Records from a data collection
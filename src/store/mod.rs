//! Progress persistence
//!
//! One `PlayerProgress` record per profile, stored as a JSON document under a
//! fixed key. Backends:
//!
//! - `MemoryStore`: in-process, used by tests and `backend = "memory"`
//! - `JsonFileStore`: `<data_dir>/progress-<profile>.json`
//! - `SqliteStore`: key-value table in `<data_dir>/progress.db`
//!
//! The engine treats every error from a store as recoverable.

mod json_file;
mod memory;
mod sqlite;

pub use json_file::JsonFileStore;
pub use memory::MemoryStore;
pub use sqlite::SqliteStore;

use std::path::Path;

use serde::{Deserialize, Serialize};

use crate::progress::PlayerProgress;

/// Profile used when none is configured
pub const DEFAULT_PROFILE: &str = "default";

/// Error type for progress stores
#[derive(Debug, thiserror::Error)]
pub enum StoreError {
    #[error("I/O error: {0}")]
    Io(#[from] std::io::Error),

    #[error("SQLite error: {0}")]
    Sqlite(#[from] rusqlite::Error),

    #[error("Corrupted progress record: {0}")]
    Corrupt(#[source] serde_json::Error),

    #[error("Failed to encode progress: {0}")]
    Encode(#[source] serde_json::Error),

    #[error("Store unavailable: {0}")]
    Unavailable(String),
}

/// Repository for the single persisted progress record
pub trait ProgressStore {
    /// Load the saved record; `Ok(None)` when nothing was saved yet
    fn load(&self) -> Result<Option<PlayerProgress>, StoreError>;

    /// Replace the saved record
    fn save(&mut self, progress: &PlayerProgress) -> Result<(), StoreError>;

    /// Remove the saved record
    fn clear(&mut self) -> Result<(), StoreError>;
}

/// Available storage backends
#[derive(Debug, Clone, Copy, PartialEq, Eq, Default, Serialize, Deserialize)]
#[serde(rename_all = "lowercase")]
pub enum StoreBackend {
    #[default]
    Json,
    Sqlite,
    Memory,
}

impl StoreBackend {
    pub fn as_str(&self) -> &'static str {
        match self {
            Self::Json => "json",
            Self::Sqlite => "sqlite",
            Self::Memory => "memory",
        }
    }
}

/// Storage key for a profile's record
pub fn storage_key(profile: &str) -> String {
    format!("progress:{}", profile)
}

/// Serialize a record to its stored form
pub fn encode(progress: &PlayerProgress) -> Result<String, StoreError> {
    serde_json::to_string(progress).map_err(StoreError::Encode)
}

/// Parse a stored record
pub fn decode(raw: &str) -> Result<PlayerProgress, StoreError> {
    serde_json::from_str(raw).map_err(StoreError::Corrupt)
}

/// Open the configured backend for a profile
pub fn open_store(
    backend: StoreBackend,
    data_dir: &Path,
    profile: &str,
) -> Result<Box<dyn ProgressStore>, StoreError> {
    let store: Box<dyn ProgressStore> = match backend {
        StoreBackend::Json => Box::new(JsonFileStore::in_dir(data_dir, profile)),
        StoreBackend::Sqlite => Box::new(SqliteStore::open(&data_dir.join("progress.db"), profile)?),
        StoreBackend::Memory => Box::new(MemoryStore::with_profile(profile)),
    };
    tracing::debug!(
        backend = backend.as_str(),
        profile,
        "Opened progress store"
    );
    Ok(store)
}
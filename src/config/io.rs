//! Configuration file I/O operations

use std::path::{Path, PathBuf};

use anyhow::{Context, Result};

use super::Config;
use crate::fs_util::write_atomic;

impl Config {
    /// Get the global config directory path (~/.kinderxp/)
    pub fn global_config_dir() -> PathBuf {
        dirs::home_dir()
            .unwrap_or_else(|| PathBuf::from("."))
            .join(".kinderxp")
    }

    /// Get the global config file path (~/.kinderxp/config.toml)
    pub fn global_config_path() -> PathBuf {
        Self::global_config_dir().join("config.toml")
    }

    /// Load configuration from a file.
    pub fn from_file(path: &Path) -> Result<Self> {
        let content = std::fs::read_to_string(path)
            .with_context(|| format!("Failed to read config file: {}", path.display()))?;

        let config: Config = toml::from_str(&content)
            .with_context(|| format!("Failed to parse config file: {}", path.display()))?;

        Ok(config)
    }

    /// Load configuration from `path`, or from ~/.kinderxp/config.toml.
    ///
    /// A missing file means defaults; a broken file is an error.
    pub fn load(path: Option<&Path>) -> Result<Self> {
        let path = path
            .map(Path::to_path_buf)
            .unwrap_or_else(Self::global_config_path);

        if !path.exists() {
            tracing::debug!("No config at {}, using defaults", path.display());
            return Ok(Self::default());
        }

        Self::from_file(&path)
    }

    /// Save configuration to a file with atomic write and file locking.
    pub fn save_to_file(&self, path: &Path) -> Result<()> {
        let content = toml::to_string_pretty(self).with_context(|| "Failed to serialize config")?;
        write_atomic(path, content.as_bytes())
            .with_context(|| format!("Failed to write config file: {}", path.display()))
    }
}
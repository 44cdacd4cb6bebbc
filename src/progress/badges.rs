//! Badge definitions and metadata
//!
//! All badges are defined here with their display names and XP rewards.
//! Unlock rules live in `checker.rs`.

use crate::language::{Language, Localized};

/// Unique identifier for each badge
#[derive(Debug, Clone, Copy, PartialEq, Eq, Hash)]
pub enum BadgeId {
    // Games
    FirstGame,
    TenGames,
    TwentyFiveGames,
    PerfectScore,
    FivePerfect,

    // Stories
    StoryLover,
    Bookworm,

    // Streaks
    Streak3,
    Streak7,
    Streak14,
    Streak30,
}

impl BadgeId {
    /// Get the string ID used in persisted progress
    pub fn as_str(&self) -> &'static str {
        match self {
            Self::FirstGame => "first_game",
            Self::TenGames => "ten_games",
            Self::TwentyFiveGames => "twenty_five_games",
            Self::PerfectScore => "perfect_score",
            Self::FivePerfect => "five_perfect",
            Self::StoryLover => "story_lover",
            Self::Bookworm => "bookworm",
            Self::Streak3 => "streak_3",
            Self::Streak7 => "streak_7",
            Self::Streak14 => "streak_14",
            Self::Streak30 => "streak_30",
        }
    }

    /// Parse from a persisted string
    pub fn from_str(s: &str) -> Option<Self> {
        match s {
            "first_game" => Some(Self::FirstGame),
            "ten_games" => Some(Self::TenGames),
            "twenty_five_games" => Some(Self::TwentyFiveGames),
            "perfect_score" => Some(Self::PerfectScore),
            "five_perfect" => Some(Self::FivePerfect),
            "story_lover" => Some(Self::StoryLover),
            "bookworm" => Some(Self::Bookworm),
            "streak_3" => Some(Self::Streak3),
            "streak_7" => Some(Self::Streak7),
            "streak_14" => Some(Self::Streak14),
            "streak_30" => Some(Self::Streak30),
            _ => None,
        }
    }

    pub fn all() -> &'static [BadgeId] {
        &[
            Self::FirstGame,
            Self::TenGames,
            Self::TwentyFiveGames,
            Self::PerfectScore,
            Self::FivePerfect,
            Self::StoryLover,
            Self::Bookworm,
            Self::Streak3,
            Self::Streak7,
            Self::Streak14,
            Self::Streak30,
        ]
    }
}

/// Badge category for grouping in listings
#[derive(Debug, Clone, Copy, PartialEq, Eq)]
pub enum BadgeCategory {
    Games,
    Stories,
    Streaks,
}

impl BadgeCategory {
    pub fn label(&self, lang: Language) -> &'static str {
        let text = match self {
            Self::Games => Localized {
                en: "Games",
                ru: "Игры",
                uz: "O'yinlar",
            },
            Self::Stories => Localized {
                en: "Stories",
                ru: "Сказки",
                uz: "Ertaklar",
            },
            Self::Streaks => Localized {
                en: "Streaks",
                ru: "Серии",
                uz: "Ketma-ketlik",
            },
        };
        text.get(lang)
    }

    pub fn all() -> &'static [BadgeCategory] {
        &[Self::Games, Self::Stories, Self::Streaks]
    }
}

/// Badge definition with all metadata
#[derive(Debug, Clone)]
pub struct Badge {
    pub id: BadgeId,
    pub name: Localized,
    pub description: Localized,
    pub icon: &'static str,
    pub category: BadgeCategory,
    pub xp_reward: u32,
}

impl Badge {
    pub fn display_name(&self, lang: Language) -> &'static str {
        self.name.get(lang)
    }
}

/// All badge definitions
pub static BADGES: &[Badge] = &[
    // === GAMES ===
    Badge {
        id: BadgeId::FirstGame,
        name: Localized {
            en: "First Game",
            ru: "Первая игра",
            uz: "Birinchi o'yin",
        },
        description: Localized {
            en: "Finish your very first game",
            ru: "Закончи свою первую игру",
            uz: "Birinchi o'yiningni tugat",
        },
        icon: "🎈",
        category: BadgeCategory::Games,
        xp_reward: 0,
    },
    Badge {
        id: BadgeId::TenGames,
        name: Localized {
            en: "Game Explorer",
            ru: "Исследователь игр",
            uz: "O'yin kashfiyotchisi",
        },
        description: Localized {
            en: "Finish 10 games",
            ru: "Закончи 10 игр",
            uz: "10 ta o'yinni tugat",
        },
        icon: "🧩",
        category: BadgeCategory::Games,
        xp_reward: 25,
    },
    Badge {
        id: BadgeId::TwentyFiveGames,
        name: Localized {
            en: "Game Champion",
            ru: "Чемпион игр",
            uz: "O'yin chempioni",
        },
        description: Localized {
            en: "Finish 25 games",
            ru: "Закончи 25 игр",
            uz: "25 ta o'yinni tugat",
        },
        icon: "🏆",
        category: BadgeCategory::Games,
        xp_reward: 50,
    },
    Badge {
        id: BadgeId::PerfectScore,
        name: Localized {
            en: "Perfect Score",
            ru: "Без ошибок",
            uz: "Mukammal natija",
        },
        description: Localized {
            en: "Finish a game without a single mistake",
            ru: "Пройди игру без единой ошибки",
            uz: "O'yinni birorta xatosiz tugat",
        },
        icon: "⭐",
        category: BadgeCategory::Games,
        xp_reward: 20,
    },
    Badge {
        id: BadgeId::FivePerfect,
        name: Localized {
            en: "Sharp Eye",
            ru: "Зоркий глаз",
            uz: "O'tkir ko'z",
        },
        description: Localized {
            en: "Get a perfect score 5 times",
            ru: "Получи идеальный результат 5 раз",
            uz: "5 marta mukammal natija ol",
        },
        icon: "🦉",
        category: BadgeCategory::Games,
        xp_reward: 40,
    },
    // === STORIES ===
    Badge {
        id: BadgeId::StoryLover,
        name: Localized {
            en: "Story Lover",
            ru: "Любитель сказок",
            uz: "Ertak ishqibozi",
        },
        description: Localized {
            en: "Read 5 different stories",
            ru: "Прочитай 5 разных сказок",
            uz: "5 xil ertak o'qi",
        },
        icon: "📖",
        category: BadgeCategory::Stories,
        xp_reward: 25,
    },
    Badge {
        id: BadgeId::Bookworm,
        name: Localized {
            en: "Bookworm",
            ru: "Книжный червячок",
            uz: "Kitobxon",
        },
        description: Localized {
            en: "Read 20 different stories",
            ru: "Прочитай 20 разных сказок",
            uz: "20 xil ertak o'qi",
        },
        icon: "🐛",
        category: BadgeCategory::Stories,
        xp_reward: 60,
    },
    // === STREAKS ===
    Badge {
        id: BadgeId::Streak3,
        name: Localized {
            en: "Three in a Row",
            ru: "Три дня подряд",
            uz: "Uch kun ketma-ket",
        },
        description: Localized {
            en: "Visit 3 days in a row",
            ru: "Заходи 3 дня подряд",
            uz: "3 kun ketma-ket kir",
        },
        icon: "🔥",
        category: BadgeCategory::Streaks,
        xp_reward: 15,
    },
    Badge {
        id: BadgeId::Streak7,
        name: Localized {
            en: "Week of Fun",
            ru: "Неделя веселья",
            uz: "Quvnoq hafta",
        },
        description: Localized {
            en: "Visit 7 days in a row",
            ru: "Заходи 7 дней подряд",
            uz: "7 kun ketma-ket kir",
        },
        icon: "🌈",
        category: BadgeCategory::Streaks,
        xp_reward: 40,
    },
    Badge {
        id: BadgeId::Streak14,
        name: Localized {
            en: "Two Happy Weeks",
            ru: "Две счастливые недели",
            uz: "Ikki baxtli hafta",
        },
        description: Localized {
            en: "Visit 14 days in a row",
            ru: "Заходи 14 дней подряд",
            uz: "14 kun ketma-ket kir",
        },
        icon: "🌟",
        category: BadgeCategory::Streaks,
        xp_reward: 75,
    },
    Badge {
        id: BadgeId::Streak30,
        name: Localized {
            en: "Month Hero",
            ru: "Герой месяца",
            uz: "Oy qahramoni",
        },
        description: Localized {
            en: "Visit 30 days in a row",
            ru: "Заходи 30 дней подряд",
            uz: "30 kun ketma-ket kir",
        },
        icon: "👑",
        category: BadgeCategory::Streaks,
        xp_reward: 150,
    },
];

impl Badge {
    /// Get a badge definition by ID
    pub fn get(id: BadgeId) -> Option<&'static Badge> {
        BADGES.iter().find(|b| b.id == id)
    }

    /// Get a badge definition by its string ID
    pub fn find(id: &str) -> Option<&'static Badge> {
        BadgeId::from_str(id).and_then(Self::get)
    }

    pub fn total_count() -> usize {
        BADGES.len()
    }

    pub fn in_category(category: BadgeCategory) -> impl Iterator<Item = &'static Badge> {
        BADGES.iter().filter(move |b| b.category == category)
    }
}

* **DIRECTIONS FOR THIS TASK**: An exact copy of the lines above between the line holding "for progress stores" and the line holding "Available storage backends", inclusive, is the whole answer.

* **OUTPUT BELOW**:
/// Error type for progress stores
#[derive(Debug, thiserror::Error)]
pub enum StoreError {
    #[error("I/O error: {0}")]
    Io(#[from] std::io::Error),

    #[error("SQLite error: {0}")]
    Sqlite(#[from] rusqlite::Error),

    #[error("Corrupted progress record: {0}")]
    Corrupt(#[source] serde_json::Error),

    #[error("Failed to encode progress: {0}")]
    Encode(#[source] serde_json::Error),

    #[error("Store unavailable: {0}")]
    Unavailable(String),
}

/// Repository for the single persisted progress record
pub trait ProgressStore {
    /// Load the saved record; `Ok(None)` when nothing was saved yet
    fn load(&self) -> Result<Option<PlayerProgress>, StoreError>;

    /// Replace the saved record
    fn save(&mut self, progress: &PlayerProgress) -> Result<(), StoreError>;

    /// Remove the saved record
    fn clear(&mut self) -> Result<(), StoreError>;
}

/// Available storage backends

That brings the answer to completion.